Background and Purpose. Electroacupuncture (EA) is effective on rheumatoid arthritis (RA), an autoimmune disease, but the mechanisms involved remain poorly understood. This study was designed to investigate the analgesic and anti-inflammatory effects of EA in a chronic inflammatory animal model of collagen-induced arthritis (CIA) and its underlying molecular mechanisms. Experimental Approach. For the male Sprague–Dawley (SD) rats were immunized with bovine type II collagen followed by a booster injection 7 days later. Two weeks after the first immunization, EA stimulation (2/100 Hz, 1 mA, lasting for 30 min/day) was delivered to Zusanli (ST36), and Sanyinjiao (SP6) or OxPAPC (TLR2/TLR4 inhibitor, 1.5 mg/kg) was injected by tail vein for 28 days. After intervention, the analgesic effect was evaluated from the aspect of pain responses including thermal withdrawal latency (TWL) and mechanical withdrawal thresholds (MWT).

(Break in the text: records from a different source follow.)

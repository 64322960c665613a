use super::*;
use pretty_assertions::assert_eq;
use proptest::prelude::*;

#[test]
fn builtin_names_resolve() {
    assert_eq!(builtin_type("int"), Some(&Type::INT));
    assert_eq!(builtin_type("byte"), Some(&Type::Uint(UintKind::Uint8)));
    assert_eq!(builtin_type("rune"), Some(&Type::Int(IntKind::Int32)));
    assert_eq!(builtin_type("any"), Some(&Type::Any));
    assert_eq!(builtin_type("Point"), None);
}

#[test]
fn composite_types_print_like_source() {
    let ty = Type::map(Type::String, Type::slice(Type::pointer(Type::INT)));
    assert_eq!(ty.to_string(), "map[string][]*int");
    assert_eq!(Type::chan(Type::Bool).to_string(), "chan bool");
    assert_eq!(Type::Any.to_string(), "interface {}");
}

#[test]
fn anonymous_struct_prints_fields() {
    let st = StructType::new(vec![
        StructField {
            name: "a".into(),
            ty: Type::INT,
        },
        StructField {
            name: "b".into(),
            ty: Type::String,
        },
    ]);
    assert_eq!(st.into_type().to_string(), "struct { a int; b string }");
    assert_eq!(StructType::new(vec![]).into_type().to_string(), "struct {}");
}

#[test]
fn named_structs_compare_by_name_and_shape() {
    let fields = vec![StructField {
        name: "X".into(),
        ty: Type::INT,
    }];
    let p = StructType::named("P", fields.clone());
    let q = StructType::named("Q", fields.clone());
    assert_ne!(p, q);
    assert_eq!(p, p.renamed("P"));
    assert_eq!(StructType::new(fields.clone()), StructType::new(fields));
    assert_eq!(p.field_index("X"), Some(0));
    assert_eq!(p.field_index("Y"), None);
}

#[test]
fn struct_type_through_pointer() {
    let st = StructType::named("P", vec![]).into_type();
    let ptr = Type::pointer(st.clone());
    assert!(ptr.struct_type().is_some());
    assert_eq!(st.struct_type(), ptr.struct_type());
    assert!(Type::INT.struct_type().is_none());
}

#[test]
fn elem_of_containers() {
    assert_eq!(Type::slice(Type::String).elem(), Some(&Type::String));
    assert_eq!(Type::map(Type::String, Type::BYTE).elem(), Some(&Type::BYTE));
    assert_eq!(Type::Bool.elem(), None);
}

#[test]
fn float32_rounding() {
    assert_eq!(FloatKind::F32.round(0.1), f64::from(0.1f32));
    assert_eq!(FloatKind::F64.round(0.1), 0.1);
}

proptest! {
    #[test]
    fn wrap_agrees_with_fits(v in any::<i64>()) {
        for kind in [IntKind::Int8, IntKind::Int16, IntKind::Int32, IntKind::Int64] {
            let wrapped = kind.wrap(v);
            prop_assert!(kind.fits(i128::from(wrapped)));
            prop_assert_eq!(wrapped == v, kind.fits(i128::from(v)));
        }
    }

    #[test]
    fn unsigned_wrap_fits(v in any::<u64>()) {
        for kind in [UintKind::Uint8, UintKind::Uint16, UintKind::Uint32, UintKind::Uint64] {
            prop_assert!(kind.fits(i128::from(kind.wrap(v))));
        }
    }
}
//! Unary operator implementations for the evaluator.

use golite_ir::UnaryOp;
use golite_value::{type_error, EvalResult, Type, Value};

/// Evaluate `op operand`.
///
/// `&` on a struct value makes a reference to a copy of it, `*` on a
/// reference loads the struct, and `*` on a type value builds a pointer
/// type.
pub fn evaluate_unary(operand: &Value, op: UnaryOp) -> EvalResult {
    match (op, operand) {
        (UnaryOp::Plus, Value::Int(..) | Value::Uint(..) | Value::Float(..) | Value::Complex(..)) => {
            Ok(operand.clone())
        }
        (UnaryOp::Neg, Value::Int(v, k)) => Ok(Value::Int(k.wrap(v.wrapping_neg()), *k)),
        (UnaryOp::Neg, Value::Uint(v, k)) => Ok(Value::Uint(k.wrap(v.wrapping_neg()), *k)),
        (UnaryOp::Neg, Value::Float(v, k)) => Ok(Value::Float(-v, *k)),
        (UnaryOp::Neg, Value::Complex(c, k)) => Ok(Value::Complex(c.neg(), *k)),
        (UnaryOp::Not, Value::Bool(b)) => Ok(Value::Bool(!b)),
        (UnaryOp::BitNot, Value::Int(v, k)) => Ok(Value::Int(k.wrap(!v), *k)),
        (UnaryOp::BitNot, Value::Uint(v, k)) => Ok(Value::Uint(k.wrap(!v), *k)),
        (UnaryOp::Addr, Value::Struct(s)) => Ok(Value::reference_to(s)),
        (UnaryOp::Deref, Value::Ref(r)) => Ok(Value::Struct(r.load())),
        (UnaryOp::Deref, Value::Type(t)) => Ok(Value::Type(Type::pointer(t.clone()))),
        (UnaryOp::Deref, Value::Nil) => Err(type_error(
            "invalid memory address or nil pointer dereference",
        )),
        (UnaryOp::Addr, other) => Err(type_error(format!(
            "invalid operation: cannot take address of {other} (value of type {})",
            other.type_of()
        ))),
        (UnaryOp::Deref, other) => Err(type_error(format!(
            "invalid operation: cannot indirect {other} (value of type {})",
            other.type_of()
        ))),
        (_, other) => Err(type_error(format!(
            "invalid operation: operator {} not defined on {other} (value of type {})",
            op.as_symbol(),
            other.type_of()
        ))),
    }
}
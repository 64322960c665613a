//! Hashable form of comparable values, used as map keys.

use super::{ChanValue, Complex, Heap, StructRef, StructValue, Value};
use crate::errors::{type_error, EvalError};
use crate::types::{ComplexKind, FloatKind, IntKind, StructType, UintKind};
use std::cmp::Ordering;
use std::hash::{Hash, Hasher};
use std::sync::Arc;

/// A comparable value in hashable form.
///
/// Floats are stored by bit pattern with `-0.0` folded into `0.0`; every
/// key converts back to the value it came from.
#[derive(Clone, Debug)]
pub enum MapKey {
    Nil,
    Bool(bool),
    Int(i64, IntKind),
    Uint(u64, UintKind),
    Float(u64, FloatKind),
    Complex(u64, u64, ComplexKind),
    Str(Heap<Vec<u8>>),
    Struct(Arc<StructType>, Vec<MapKey>),
    Ref(StructRef),
    Chan(ChanValue),
}

fn float_bits(v: f64) -> u64 {
    if v == 0.0 {
        0.0f64.to_bits()
    } else {
        v.to_bits()
    }
}

impl MapKey {
    /// Convert a comparable value; slices, maps and functions are rejected.
    pub fn from_value(value: &Value) -> Result<MapKey, EvalError> {
        let key = match value {
            Value::Nil => MapKey::Nil,
            Value::Bool(b) => MapKey::Bool(*b),
            Value::Int(v, k) => MapKey::Int(*v, *k),
            Value::Uint(v, k) => MapKey::Uint(*v, *k),
            Value::Float(v, k) => MapKey::Float(float_bits(*v), *k),
            Value::Complex(c, k) => MapKey::Complex(float_bits(c.re), float_bits(c.im), *k),
            Value::Str(s) => MapKey::Str(s.clone()),
            Value::Struct(s) => {
                let fields = s
                    .fields()
                    .iter()
                    .map(MapKey::from_value)
                    .collect::<Result<Vec<_>, _>>()?;
                MapKey::Struct(Arc::clone(s.struct_type()), fields)
            }
            Value::Ref(r) => MapKey::Ref(r.clone()),
            Value::Chan(c) => MapKey::Chan(c.clone()),
            other => {
                return Err(type_error(format!(
                    "invalid map key type {}",
                    other.type_of()
                )))
            }
        };
        Ok(key)
    }

    /// String key.
    pub fn from_string(s: impl Into<String>) -> MapKey {
        MapKey::Str(Heap::new(s.into().into_bytes()))
    }

    pub fn to_value(&self) -> Value {
        match self {
            MapKey::Nil => Value::Nil,
            MapKey::Bool(b) => Value::Bool(*b),
            MapKey::Int(v, k) => Value::Int(*v, *k),
            MapKey::Uint(v, k) => Value::Uint(*v, *k),
            MapKey::Float(bits, k) => Value::Float(f64::from_bits(*bits), *k),
            MapKey::Complex(re, im, k) => Value::Complex(
                Complex::new(f64::from_bits(*re), f64::from_bits(*im)),
                *k,
            ),
            MapKey::Str(s) => Value::Str(s.clone()),
            MapKey::Struct(ty, fields) => Value::Struct(StructValue::new(
                Arc::clone(ty),
                fields.iter().map(MapKey::to_value).collect(),
            )),
            MapKey::Ref(r) => Value::Ref(r.clone()),
            MapKey::Chan(c) => Value::Chan(c.clone()),
        }
    }

    /// The key as text, when it is a valid UTF-8 string.
    pub fn as_str(&self) -> Option<&str> {
        match self {
            MapKey::Str(s) => std::str::from_utf8(s).ok(),
            _ => None,
        }
    }

    fn rank(&self) -> u8 {
        match self {
            MapKey::Nil => 0,
            MapKey::Bool(_) => 1,
            MapKey::Int(..) => 2,
            MapKey::Uint(..) => 3,
            MapKey::Float(..) => 4,
            MapKey::Complex(..) => 5,
            MapKey::Str(_) => 6,
            MapKey::Struct(..) => 7,
            MapKey::Ref(_) => 8,
            MapKey::Chan(_) => 9,
        }
    }
}

impl PartialEq for MapKey {
    fn eq(&self, other: &Self) -> bool {
        match (self, other) {
            (MapKey::Nil, MapKey::Nil) => true,
            (MapKey::Bool(a), MapKey::Bool(b)) => a == b,
            (MapKey::Int(a, ka), MapKey::Int(b, kb)) => a == b && ka == kb,
            (MapKey::Uint(a, ka), MapKey::Uint(b, kb)) => a == b && ka == kb,
            (MapKey::Float(a, ka), MapKey::Float(b, kb)) => a == b && ka == kb,
            (MapKey::Complex(ar, ai, ka), MapKey::Complex(br, bi, kb)) => {
                ar == br && ai == bi && ka == kb
            }
            (MapKey::Str(a), MapKey::Str(b)) => a == b,
            (MapKey::Struct(ta, fa), MapKey::Struct(tb, fb)) => ta == tb && fa == fb,
            (MapKey::Ref(a), MapKey::Ref(b)) => a.ptr_eq(b),
            (MapKey::Chan(a), MapKey::Chan(b)) => a.ptr_eq(b),
            _ => false,
        }
    }
}

impl Eq for MapKey {}

impl Hash for MapKey {
    fn hash<H: Hasher>(&self, state: &mut H) {
        self.rank().hash(state);
        match self {
            MapKey::Nil => {}
            MapKey::Bool(b) => b.hash(state),
            MapKey::Int(v, k) => {
                v.hash(state);
                k.hash(state);
            }
            MapKey::Uint(v, k) => {
                v.hash(state);
                k.hash(state);
            }
            MapKey::Float(bits, k) => {
                bits.hash(state);
                k.hash(state);
            }
            MapKey::Complex(re, im, k) => {
                re.hash(state);
                im.hash(state);
                k.hash(state);
            }
            MapKey::Str(s) => s.as_slice().hash(state),
            MapKey::Struct(ty, fields) => {
                ty.name().hash(state);
                fields.hash(state);
            }
            MapKey::Ref(r) => r.addr().hash(state),
            MapKey::Chan(c) => c.addr().hash(state),
        }
    }
}

impl Ord for MapKey {
    fn cmp(&self, other: &Self) -> Ordering {
        match (self, other) {
            (MapKey::Bool(a), MapKey::Bool(b)) => a.cmp(b),
            (MapKey::Int(a, ka), MapKey::Int(b, kb)) => a.cmp(b).then(ka.cmp(kb)),
            (MapKey::Uint(a, ka), MapKey::Uint(b, kb)) => a.cmp(b).then(ka.cmp(kb)),
            (MapKey::Float(a, ka), MapKey::Float(b, kb)) => f64::from_bits(*a)
                .total_cmp(&f64::from_bits(*b))
                .then(ka.cmp(kb)),
            (MapKey::Complex(ar, ai, ka), MapKey::Complex(br, bi, kb)) => f64::from_bits(*ar)
                .total_cmp(&f64::from_bits(*br))
                .then(f64::from_bits(*ai).total_cmp(&f64::from_bits(*bi)))
                .then(ka.cmp(kb)),
            (MapKey::Str(a), MapKey::Str(b)) => a.as_slice().cmp(b.as_slice()),
            (MapKey::Struct(ta, fa), MapKey::Struct(tb, fb)) => {
                ta.name().cmp(&tb.name()).then_with(|| fa.cmp(fb))
            }
            (MapKey::Ref(a), MapKey::Ref(b)) => a.addr().cmp(&b.addr()),
            (MapKey::Chan(a), MapKey::Chan(b)) => a.addr().cmp(&b.addr()),
            _ => self.rank().cmp(&other.rank()),
        }
    }
}

impl PartialOrd for MapKey {
    fn partial_cmp(&self, other: &Self) -> Option<Ordering> {
        Some(self.cmp(other))
    }
}
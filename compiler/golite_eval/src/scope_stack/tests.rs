use super::*;
use pretty_assertions::assert_eq;

const X: Name = Name::from_raw(1);
const Y: Name = Name::from_raw(2);

#[test]
fn bottom_frame_is_the_host_environment() {
    let env = Environment::new();
    let mut scopes = ScopeStack::new(env.clone());
    scopes.define(X, "x", Value::int(1));
    assert_eq!(env.get("x"), Some(Value::int(1)));
    assert_eq!(scopes.lookup(X, "x"), Some(Value::int(1)));
}

#[test]
fn frames_shadow_and_vanish() {
    let env = Environment::new();
    env.set("x", Value::int(1));
    let mut scopes = ScopeStack::new(env.clone());
    scopes.push();
    scopes.define(X, "x", Value::int(2));
    assert_eq!(scopes.lookup(X, "x"), Some(Value::int(2)));
    assert_eq!(scopes.depth(), 1);
    scopes.pop();
    assert_eq!(scopes.lookup(X, "x"), Some(Value::int(1)));
    assert_eq!(env.get("x"), Some(Value::int(1)));
}

#[test]
fn assign_reaches_the_innermost_binding() {
    let env = Environment::new();
    env.set("x", Value::int(1));
    let mut scopes = ScopeStack::new(env.clone());
    scopes.push();
    scopes.define(Y, "y", Value::int(0));
    scopes.push();
    assert!(scopes.assign(X, "x", Value::int(5)));
    assert!(scopes.assign(Y, "y", Value::int(6)));
    assert!(!scopes.assign(Name::from_raw(9), "z", Value::int(7)));
    scopes.pop();
    assert_eq!(scopes.lookup(Y, "y"), Some(Value::int(6)));
    scopes.pop();
    assert_eq!(env.get("x"), Some(Value::int(5)));
    assert_eq!(env.get("z"), None);
}
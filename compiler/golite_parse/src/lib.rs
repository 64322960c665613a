//! Parser for golite source text.
//!
//! The source is read as the body of an implicit zero-argument function:
//! a statement list where a top-level `return` is allowed. The output is a
//! [`ParsedBody`] holding a flat arena AST and the module's interner.

mod parser;

pub use parser::Parser;

use golite_ir::{ParsedBody, Span};
use golite_lexer::LexError;
use std::fmt;

/// A syntax error. Parsing stops at the first one.
#[derive(Clone, Debug, PartialEq, Eq)]
pub struct ParseError {
    pub message: String,
    pub span: Span,
}

impl ParseError {
    pub fn new(message: impl Into<String>, span: Span) -> Self {
        ParseError {
            message: message.into(),
            span,
        }
    }
}

impl fmt::Display for ParseError {
    fn fmt(&self, f: &mut fmt::Formatter<'_>) -> fmt::Result {
        f.write_str(&self.message)
    }
}

impl std::error::Error for ParseError {}

impl From<LexError> for ParseError {
    fn from(err: LexError) -> Self {
        ParseError::new(err.message, err.span)
    }
}

/// Tokenize and parse `source`.
#[tracing::instrument(level = "debug", skip(source), fields(len = source.len()))]
pub fn parse_body(source: &str) -> Result<ParsedBody, ParseError> {
    let tokens = golite_lexer::lex(source)?;
    tracing::trace!(tokens = tokens.len(), "lexed");
    Parser::new(source, tokens).parse_body()
}
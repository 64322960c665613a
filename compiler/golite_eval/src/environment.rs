//! Host-visible variable scopes.
//!
//! An `Environment` is a handle to one scope: a name-to-value mapping plus
//! an owning link to at most one parent. Children never copy their parent's
//! bindings, and parents never reference their children, so the chain has
//! no cycles.
//!
//! # Thread Safety
//!
//! Each scope's mapping sits behind a `parking_lot::RwLock` taken per
//! operation. Concurrent evaluations sharing a root are memory-safe; a
//! read-modify-write spanning two statements is not atomic.

use golite_value::{HostFunction, Type, Value};
use parking_lot::RwLock;
use rustc_hash::{FxHashMap, FxHashSet};
use std::fmt;
use std::sync::Arc;

struct ScopeData {
    bindings: RwLock<FxHashMap<String, Value>>,
    parent: Option<Environment>,
}

/// A scope in the binding chain. Cloning shares the scope.
#[derive(Clone)]
pub struct Environment {
    data: Arc<ScopeData>,
}

impl Environment {
    /// A fresh root scope. Builtins come from the shared registry and are
    /// not stored here.
    pub fn new() -> Self {
        Environment {
            data: Arc::new(ScopeData {
                bindings: RwLock::new(FxHashMap::default()),
                parent: None,
            }),
        }
    }

    /// A child scope whose lookups fall back to `self`.
    #[must_use]
    pub fn new_child(&self) -> Self {
        Environment {
            data: Arc::new(ScopeData {
                bindings: RwLock::new(FxHashMap::default()),
                parent: Some(self.clone()),
            }),
        }
    }

    pub fn parent(&self) -> Option<&Environment> {
        self.data.parent.as_ref()
    }

    /// Look `name` up in this scope, then its ancestors.
    ///
    /// `None` means unbound; a bound `nil` is `Some(Value::Nil)`.
    pub fn get(&self, name: &str) -> Option<Value> {
        let mut scope = Some(self);
        while let Some(env) = scope {
            if let Some(value) = env.data.bindings.read().get(name) {
                return Some(value.clone());
            }
            scope = env.parent();
        }
        None
    }

    /// Overwrite `name` in the nearest scope that binds it, or bind it here
    /// when no scope in the chain does.
    pub fn set(&self, name: &str, value: Value) {
        if let Err(value) = self.assign(name, value) {
            self.define(name, value);
        }
    }

    /// Bind `name` in this scope, shadowing any ancestor binding.
    pub fn define(&self, name: &str, value: Value) {
        self.data.bindings.write().insert(name.to_string(), value);
    }

    /// Overwrite an existing binding in the chain. Hands the value back
    /// when no scope binds `name`.
    pub(crate) fn assign(&self, name: &str, value: Value) -> Result<(), Value> {
        let mut scope = Some(self);
        while let Some(env) = scope {
            if let Some(slot) = env.data.bindings.write().get_mut(name) {
                *slot = value;
                return Ok(());
            }
            scope = env.parent();
        }
        Err(value)
    }

    /// Whether `name` is bound anywhere in the chain.
    pub fn contains(&self, name: &str) -> bool {
        let mut scope = Some(self);
        while let Some(env) = scope {
            if env.data.bindings.read().contains_key(name) {
                return true;
            }
            scope = env.parent();
        }
        false
    }

    /// Every visible name, deduplicated, in no particular order.
    pub fn keys(&self) -> Vec<String> {
        let mut seen = FxHashSet::default();
        let mut keys = Vec::new();
        let mut scope = Some(self);
        while let Some(env) = scope {
            for name in env.data.bindings.read().keys() {
                if seen.insert(name.clone()) {
                    keys.push(name.clone());
                }
            }
            scope = env.parent();
        }
        keys
    }

    /// Bind a host function under `name` in this scope.
    pub fn register(&self, name: &str, function: HostFunction) {
        self.define(name, Value::Func(function));
    }

    /// Bind a type under `name` in this scope, for conversions, composite
    /// literals and `make`.
    pub fn register_type(&self, name: &str, ty: Type) {
        self.define(name, Value::Type(ty));
    }
}

impl Default for Environment {
    fn default() -> Self {
        Self::new()
    }
}

impl fmt::Debug for Environment {
    fn fmt(&self, f: &mut fmt::Formatter<'_>) -> fmt::Result {
        let bindings = self.data.bindings.read();
        let mut names: Vec<&String> = bindings.keys().collect();
        names.sort();
        f.debug_struct("Environment")
            .field("bindings", &names)
            .field("parent", &self.data.parent)
            .finish()
    }
}
use super::*;
use golite_value::{EvalErrorKind, IntKind, MapKey, UintKind, MAX_ELEMENTS};
use pretty_assertions::assert_eq;

fn ints(items: &[i64]) -> Value {
    Value::slice(Type::INT, items.iter().copied().map(Value::int).collect())
}

fn call(name: &str, args: &[Value]) -> EvalResult {
    match lookup(name) {
        Some(Value::Func(f)) => f.call(args),
        other => panic!("{name} is not a builtin function: {other:?}"),
    }
}

#[test]
fn constants_are_registered() {
    assert_eq!(lookup("nil"), Some(&Value::Nil));
    assert_eq!(lookup("true"), Some(&Value::Bool(true)));
    assert_eq!(lookup("false"), Some(&Value::Bool(false)));
    assert_eq!(lookup("cap"), None);
}

#[test]
fn append_returns_a_new_slice() {
    let base = ints(&[1, 2, 3]);
    assert_eq!(call("append", &[base.clone(), Value::int(6)]), Ok(ints(&[1, 2, 3, 6])));
    assert_eq!(base, ints(&[1, 2, 3]));
}

#[test]
fn append_with_no_elements_copies() {
    assert_eq!(call("append", &[ints(&[])]), Ok(ints(&[])));
}

#[test]
fn append_rejects_mismatched_elements() {
    assert_eq!(
        call("append", &[ints(&[1]), Value::string("a")]).map_err(|e| e.kind),
        Err(EvalErrorKind::AppendType {
            elem: "string".into(),
            slice: "[]int".into(),
        })
    );
}

#[test]
fn append_never_converts_typed_elements() {
    let small = Value::slice(Type::Int(IntKind::Int8), vec![Value::Int(1, IntKind::Int8)]);
    assert_eq!(
        call("append", &[small, Value::int(5)]).map_err(|e| e.kind),
        Err(EvalErrorKind::AppendType {
            elem: "int".into(),
            slice: "[]int8".into(),
        })
    );
    let floats = Value::slice(Type::FLOAT64, vec![Value::float(1.5)]);
    assert!(call("append", &[floats, Value::int(2)]).is_err());
}

#[test]
fn append_nil_to_a_slice_of_slices() {
    let nested = Value::slice(Type::slice(Type::INT), vec![]);
    assert_eq!(
        call("append", &[nested, Value::Nil]),
        Ok(Value::slice(Type::slice(Type::INT), vec![ints(&[])]))
    );
}

#[test]
fn append_to_interface_slice_accepts_anything() {
    let any = Value::slice(Type::Any, vec![]);
    let result = call("append", &[any, Value::int(1), Value::string("x")]);
    assert_eq!(
        result,
        Ok(Value::slice(Type::Any, vec![Value::int(1), Value::string("x")]))
    );
}

#[test]
fn append_requires_a_slice() {
    assert!(matches!(
        call("append", &[Value::int(1), Value::int(2)]).map_err(|e| e.kind),
        Err(EvalErrorKind::ArgumentType { position: 1, .. })
    ));
}

#[test]
fn make_slice_with_length_and_capacity() {
    let ty = Value::Type(Type::slice(Type::INT));
    assert_eq!(call("make", &[ty.clone(), Value::int(3)]), Ok(ints(&[0, 0, 0])));
    assert_eq!(
        call("make", &[ty.clone(), Value::int(1), Value::int(10)]),
        Ok(ints(&[0]))
    );
    assert!(call("make", &[ty.clone(), Value::int(5), Value::int(1)]).is_err());
    assert!(matches!(
        call("make", &[ty]).map_err(|e| e.kind),
        Err(EvalErrorKind::ArityMismatch { .. })
    ));
}

#[test]
fn make_map_is_writable() {
    let ty = Value::Type(Type::map(Type::String, Type::INT));
    let made = call("make", &[ty, Value::int(0)]);
    let Ok(Value::Map(m)) = made else {
        panic!("expected a map, got {made:?}");
    };
    m.insert(MapKey::from_string("a"), Value::int(1));
    m.insert(MapKey::from_string("b"), Value::int(2));
    assert_eq!(call("len", &[Value::Map(m)]), Ok(Value::int(2)));
}

#[test]
fn make_channel() {
    let ty = Value::Type(Type::chan(Type::String));
    let Ok(Value::Chan(c)) = call("make", &[ty, Value::Uint(4, UintKind::Uint)]) else {
        panic!("expected a channel");
    };
    assert_eq!(c.cap(), 4);
    assert_eq!(call("len", &[Value::Chan(c)]), Ok(Value::int(0)));
}

#[test]
fn make_refuses_oversized_requests() {
    let slice = Value::Type(Type::slice(Type::INT));
    assert_eq!(
        call("make", &[slice.clone(), Value::int(1 << 61)]).map_err(|e| e.kind),
        Err(EvalErrorKind::AllocationLimit {
            requested: 1 << 61,
            limit: MAX_ELEMENTS,
        })
    );
    assert!(matches!(
        call("make", &[slice, Value::int(0), Value::int(i64::MAX)]).map_err(|e| e.kind),
        Err(EvalErrorKind::AllocationLimit { .. })
    ));
    let chan = Value::Type(Type::chan(Type::INT));
    assert!(matches!(
        call("make", &[chan, Value::int(1 << 40)]).map_err(|e| e.kind),
        Err(EvalErrorKind::AllocationLimit { .. })
    ));
}

#[test]
fn make_rejects_bad_arguments() {
    assert_eq!(
        call("make", &[Value::Type(Type::INT)]).map_err(|e| e.kind),
        Err(EvalErrorKind::UnsupportedMake {
            type_name: "int".into()
        })
    );
    assert!(matches!(
        call("make", &[Value::Type(Type::slice(Type::INT)), Value::string("3")])
            .map_err(|e| e.kind),
        Err(EvalErrorKind::ArgumentType { position: 2, .. })
    ));
    assert!(call("make", &[Value::int(1)]).is_err());
    assert!(call("make", &[Value::Type(Type::slice(Type::INT)), Value::int(-1)]).is_err());
}

#[test]
fn len_counts_bytes_of_strings() {
    assert_eq!(call("len", &[Value::string("héllo")]), Ok(Value::int(6)));
    assert_eq!(call("len", &[ints(&[1, 2])]), Ok(Value::int(2)));
    assert!(matches!(
        call("len", &[Value::int(3)]).map_err(|e| e.kind),
        Err(EvalErrorKind::Type { .. })
    ));
}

The anti-inflammatory effect was assessed by paw edema detection, histopathological analysis, and Meso Scale Discovery (MSD) testing of tumor necrosis factor-alpha (TNF-α), interleukin 1 beta (IL-1β), and interleukin 6 (IL-6). The underlying molecular mechanism was analyzed through western blotting and double-immunofluorescence labeling. Results. EA intervention and OxPAPC injection could relieve mechanical allodynia and thermal hyperalgesia caused by CIA. Paw edema and pathological damage of synovium were significantly ameliorated after EA intervention and OxPAPC injection. Furthermore, EA intervention and OxPAPC injection markedly reduced the contents of serum TNF-α, IL-1β, and IL-6, as well as the protein expression levels of synovial TLR2, TLR4, MyD88, and NF-κB p-p65. In particular, the expression of TLR2 and TLR4 on synovial fibroblasts and macrophages in synovium was significantly reduced by EA intervention. Conclusions. Repeated EA stimulation at ST36 and SP6 can effectively relieve joint pain and synovial inflammation caused by RA in CIA rats. The analgesic and anti-inflammatory effect of EA may be closely related to the inhibition of innate immune responses driven by the TLR2/4-MyD88-NF-κB signaling pathway in the synovium.